Grande parte da imprensa tradicional viu seu modelo de negócios ser encurralado pela revolução do meio digital, que nas últimas décadas vem multiplicando o número de produtores de informação e análise e consolidando o poder das plataformas eletrônicas e suas redes sociais. Em um primeiro momento, a televisão conseguiu reagir melhor ao tsunami digital que transformou o jornalismo porque detinha um trunfo sobre a mídia impressa: o entretenimento. Mas logo a onda gigante veio engolir também esta linha de defesa das velhas mídias, com o streaming de filmes e todo tipo de conteúdo.
Tempos houve em que a compreensão dos grandes fatos exigia a leitura de dois ou três jornais nacionais e, ainda, a aguardada edição de pelo menos uma revista semanal. Sem me dar conta – porque as revoluções não vêm com estrondo, mas com zumbido – fui fechando o leque de jornais e revistas. Minha impressão é de que os veículos se equivaliam em conteúdo e, inclusive, na forma. Pareciam referenciar-se uns nos outros, talvez buscando instintivamente a mesma porta de saída para a crise, o conhecido efeito manada. E todos contra o Google, para citar apenas a mais icônica das big techs.

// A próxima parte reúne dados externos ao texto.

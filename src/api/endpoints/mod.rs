pub mod admin;
pub mod appointments;
pub mod doctors;
pub mod users;
//! Bearer token authentication middleware.
//!
//! Extracts `Authorization: Bearer <token>`, resolves the account
//! holding the token hash, and injects [`AuthContext`] into request
//! extensions for downstream handlers.

use axum::http::{HeaderValue, Request};
use axum::middleware::Next;
use axum::response::{IntoResponse, Response};

use crate::api::error::ApiError;
use crate::api::types::{ApiContext, AuthContext};
use crate::auth;
use crate::authorization::Actor;

pub async fn require_auth(req: Request<axum::body::Body>, next: Next) -> Response {
    match require_auth_inner(req, next).await {
        Ok(resp) => resp,
        Err(err) => err.into_response(),
    }
}

async fn require_auth_inner(
    mut req: Request<axum::body::Body>,
    next: Next,
) -> Result<Response, ApiError> {
    let ctx: ApiContext = req
        .extensions()
        .get::<ApiContext>()
        .cloned()
        .ok_or(ApiError::Internal("missing API context".into()))?;

    let token = req
        .headers()
        .get("Authorization")
        .and_then(|v| v.to_str().ok())
        .and_then(|v| v.strip_prefix("Bearer "))
        .ok_or(ApiError::Unauthorized)?
        .to_string();

    let conn = ctx.open_db()?;
    let user = auth::authenticate(&conn, &token)
        .map_err(ApiError::from)?
        .ok_or(ApiError::Unauthorized)?;

    req.extensions_mut().insert(AuthContext {
        actor: Actor::new(user.id, user.role),
        name: user.name,
    });

    let mut response = next.run(req).await;
    response
        .headers_mut()
        .insert("Cache-Control", HeaderValue::from_static("no-store"));
    Ok(response)
}
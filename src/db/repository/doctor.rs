use std::str::FromStr;

use rusqlite::{params, Connection, Row};
use uuid::Uuid;

use crate::db::DatabaseError;
use crate::models::enums::DayOfWeek;
use crate::models::{AvailabilitySlot, DoctorProfile, DoctorWithOwner, PublicDoctor};

use super::{parse_datetime, parse_uuid};

const DOCTOR_COLUMNS: &str =
    "id, user_id, specialty, bio, experience, consultation_fee, rating, review_count, created_at";

fn doctor_from_row(row: &Row<'_>) -> rusqlite::Result<DoctorProfile> {
    Ok(DoctorProfile {
        id: parse_uuid(&row.get::<_, String>(0)?),
        user_id: parse_uuid(&row.get::<_, String>(1)?),
        specialty: row.get(2)?,
        bio: row.get(3)?,
        experience: row.get(4)?,
        consultation_fee: row.get(5)?,
        availability: Vec::new(),
        rating: row.get(6)?,
        review_count: row.get(7)?,
        created_at: parse_datetime(&row.get::<_, String>(8)?),
    })
}

pub fn insert_doctor(conn: &Connection, profile: &DoctorProfile) -> Result<(), DatabaseError> {
    conn.execute(
        "INSERT INTO doctors (id, user_id, specialty, bio, experience, consultation_fee,
                              rating, review_count, created_at)
         VALUES (?1, ?2, ?3, ?4, ?5, ?6, ?7, ?8, ?9)",
        params![
            profile.id.to_string(),
            profile.user_id.to_string(),
            profile.specialty,
            profile.bio,
            profile.experience,
            profile.consultation_fee,
            profile.rating,
            profile.review_count,
            profile.created_at.to_string(),
        ],
    )?;
    replace_availability(conn, &profile.id, &profile.availability)?;
    Ok(())
}

pub fn get_doctor(conn: &Connection, id: &Uuid) -> Result<Option<DoctorProfile>, DatabaseError> {
    let result = conn.query_row(
        &format!("SELECT {DOCTOR_COLUMNS} FROM doctors WHERE id = ?1"),
        params![id.to_string()],
        doctor_from_row,
    );
    match result {
        Ok(mut profile) => {
            profile.availability = get_availability(conn, &profile.id)?;
            Ok(Some(profile))
        }
        Err(rusqlite::Error::QueryReturnedNoRows) => Ok(None),
        Err(e) => Err(e.into()),
    }
}

pub fn get_doctor_by_user(
    conn: &Connection,
    user_id: &Uuid,
) -> Result<Option<DoctorProfile>, DatabaseError> {
    let result = conn.query_row(
        &format!("SELECT {DOCTOR_COLUMNS} FROM doctors WHERE user_id = ?1"),
        params![user_id.to_string()],
        doctor_from_row,
    );
    match result {
        Ok(mut profile) => {
            profile.availability = get_availability(conn, &profile.id)?;
            Ok(Some(profile))
        }
        Err(rusqlite::Error::QueryReturnedNoRows) => Ok(None),
        Err(e) => Err(e.into()),
    }
}

/// Persist profile fields and replace the availability slots wholesale.
pub fn update_doctor(conn: &Connection, profile: &DoctorProfile) -> Result<(), DatabaseError> {
    conn.execute(
        "UPDATE doctors SET specialty = ?2, bio = ?3, experience = ?4, consultation_fee = ?5,
                            rating = ?6, review_count = ?7
         WHERE id = ?1",
        params![
            profile.id.to_string(),
            profile.specialty,
            profile.bio,
            profile.experience,
            profile.consultation_fee,
            profile.rating,
            profile.review_count,
        ],
    )?;
    replace_availability(conn, &profile.id, &profile.availability)?;
    Ok(())
}

pub fn get_availability(
    conn: &Connection,
    doctor_id: &Uuid,
) -> Result<Vec<AvailabilitySlot>, DatabaseError> {
    let mut stmt = conn.prepare(
        "SELECT day, start_time, end_time FROM availability_slots
         WHERE doctor_id = ?1 ORDER BY id",
    )?;
    let rows = stmt.query_map(params![doctor_id.to_string()], |row| {
        Ok(AvailabilitySlot {
            day: DayOfWeek::from_str(&row.get::<_, String>(0)?).unwrap_or(DayOfWeek::Monday),
            start_time: row.get(1)?,
            end_time: row.get(2)?,
        })
    })?;
    rows.map(|r| r.map_err(DatabaseError::from)).collect()
}

pub fn replace_availability(
    conn: &Connection,
    doctor_id: &Uuid,
    slots: &[AvailabilitySlot],
) -> Result<(), DatabaseError> {
    conn.execute(
        "DELETE FROM availability_slots WHERE doctor_id = ?1",
        params![doctor_id.to_string()],
    )?;
    for slot in slots {
        conn.execute(
            "INSERT INTO availability_slots (doctor_id, day, start_time, end_time)
             VALUES (?1, ?2, ?3, ?4)",
            params![
                doctor_id.to_string(),
                slot.day.as_str(),
                slot.start_time,
                slot.end_time,
            ],
        )?;
    }
    Ok(())
}

/// All profiles with their owning account joined, for the admin view.
pub fn list_doctors_with_owner(conn: &Connection) -> Result<Vec<DoctorWithOwner>, DatabaseError> {
    let mut stmt = conn.prepare(&format!(
        "SELECT d.{}, u.name, u.email, COALESCE(u.is_approved, 0)
         FROM doctors d LEFT JOIN users u ON u.id = d.user_id",
        DOCTOR_COLUMNS.replace(", ", ", d."),
    ))?;
    let rows = stmt.query_map([], |row| {
        Ok(DoctorWithOwner {
            profile: doctor_from_row(row)?,
            owner_name: row.get(9)?,
            owner_email: row.get(10)?,
            owner_approved: row.get(11)?,
        })
    })?;
    let mut doctors: Vec<DoctorWithOwner> =
        rows.map(|r| r.map_err(DatabaseError::from)).collect::<Result<_, _>>()?;
    for d in &mut doctors {
        d.profile.availability = get_availability(conn, &d.profile.id)?;
    }
    Ok(doctors)
}

/// Marketplace listing: only profiles whose owner is approved, best
/// rated first. The inner join makes a missing or deleted owner
/// equivalent to an unapproved one.
pub fn list_approved_doctors(
    conn: &Connection,
    specialty: Option<&str>,
) -> Result<Vec<PublicDoctor>, DatabaseError> {
    let base = "SELECT d.id, d.specialty, d.bio, d.experience, d.consultation_fee,
                       d.rating, d.review_count, u.name, u.email
                FROM doctors d JOIN users u ON u.id = d.user_id
                WHERE u.is_approved = 1";
    let mut doctors: Vec<PublicDoctor> = match specialty {
        Some(specialty) => {
            let mut stmt =
                conn.prepare(&format!("{base} AND d.specialty = ?1 ORDER BY d.rating DESC"))?;
            let rows = stmt.query_map(params![specialty], public_doctor_from_row)?;
            rows.map(|r| r.map_err(DatabaseError::from)).collect::<Result<_, _>>()?
        }
        None => {
            let mut stmt = conn.prepare(&format!("{base} ORDER BY d.rating DESC"))?;
            let rows = stmt.query_map([], public_doctor_from_row)?;
            rows.map(|r| r.map_err(DatabaseError::from)).collect::<Result<_, _>>()?
        }
    };
    for d in &mut doctors {
        d.availability = get_availability(conn, &d.id)?;
    }
    Ok(doctors)
}

fn public_doctor_from_row(row: &Row<'_>) -> rusqlite::Result<PublicDoctor> {
    Ok(PublicDoctor {
        id: parse_uuid(&row.get::<_, String>(0)?),
        specialty: row.get(1)?,
        bio: row.get(2)?,
        experience: row.get(3)?,
        consultation_fee: row.get(4)?,
        availability: Vec::new(),
        rating: row.get(5)?,
        review_count: row.get(6)?,
        doctor_name: row.get(7)?,
        doctor_email: row.get(8)?,
    })
}

pub fn distinct_specialties(conn: &Connection) -> Result<Vec<String>, DatabaseError> {
    let mut stmt =
        conn.prepare("SELECT DISTINCT specialty FROM doctors ORDER BY specialty")?;
    let rows = stmt.query_map([], |row| row.get(0))?;
    rows.map(|r| r.map_err(DatabaseError::from)).collect()
}
//! I/O helpers for calculator commands.

pub mod config;
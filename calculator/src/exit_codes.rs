//! Stable exit codes for calculator CLI commands.

/// Command succeeded.
pub const OK: i32 = 0;
/// Command failed due to invalid config, I/O or other errors.
pub const INVALID: i32 = 1;
/// Usage error; emitted by clap when arguments do not parse.
pub const USAGE: i32 = 2;
/// `calculator eval` hit a division or modulo by zero.
pub const ARITHMETIC: i32 = 3;
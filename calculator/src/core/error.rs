//! Typed failures produced by the arithmetic core.

use thiserror::Error;

/// Failure of an arithmetic operation.
///
/// Both kinds are deterministic functions of the input, so retrying the same
/// call always fails the same way.
#[derive(Debug, Clone, Copy, PartialEq, Eq, Error)]
pub enum ArithmeticError {
    /// `divide` was called with a zero divisor.
    #[error("Cannot divide by zero")]
    DivisionByZero,
    /// `modulo` was called with a zero divisor.
    #[error("Cannot modulo by zero")]
    ModuloByZero,
}

/// Text that is neither an integer nor a floating-point literal.
#[derive(Debug, Clone, PartialEq, Eq, Error)]
#[error("invalid number: {input}")]
pub struct ParseNumberError {
    pub input: String,
}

Nas minhas cogitações, o jornalismo de raiz ocuparia uma raia própria – a das informações apuradas com esmero, não com pressa, guiadas por um sentido de equilíbrio e pluralidade de visões para permitir ao público formar análises robustas e confiáveis, precisamente o que não seria fácil encontrar no território vasto e multifacetado da internet.
Infelizmente, não foi esse o cenário que se materializou. Jornais que avocam para si um papel de liderança no jornalismo brasileiro formaram um “consórcio”, e não foi para fazerem um contraponto às gigantes da internet, mas para se renderem a elas. Imprensa e big techs tornaram-se sócias, e deste enlace nasceu um rebento chamado “agências de checagem”.
O resultado dessa grande construção é o que vemos: além de parecidos, os noticiários não oferecem os dois lados no debate científico tão essencial no contexto desta pandemia. Parecem querer convencer. Ou, para usar o termo tão caro à internet, empenham-se não em informar, mas em “influenciar”. Não privilegiam o contraditório, mas o consenso artificial dos concordantes. A dúvida não é bem-vinda. O questionamento é, por vezes, ignorado, quando não ridicularizado. A empáfia engoliu a humildade. Empanturramo-nos de certezas e corremos para o abraço de nós mesmos, frente ao espelho.
Isto não é, em essência, jornalismo. É relações públicas, ou, PR, no sentido norte-americano. Não é algo espúrio, claro que não. Nem ilegítimo. O lobby, seja político, econômico, científico, corporativo, tem sua razão de ser e suas engrenagens próprias. Tanto quanto a propaganda de produtos, serviços e causas.
Só não posso concordar que se trate de jornalismo.
Salvo melhor juízo, são cepas diferentes.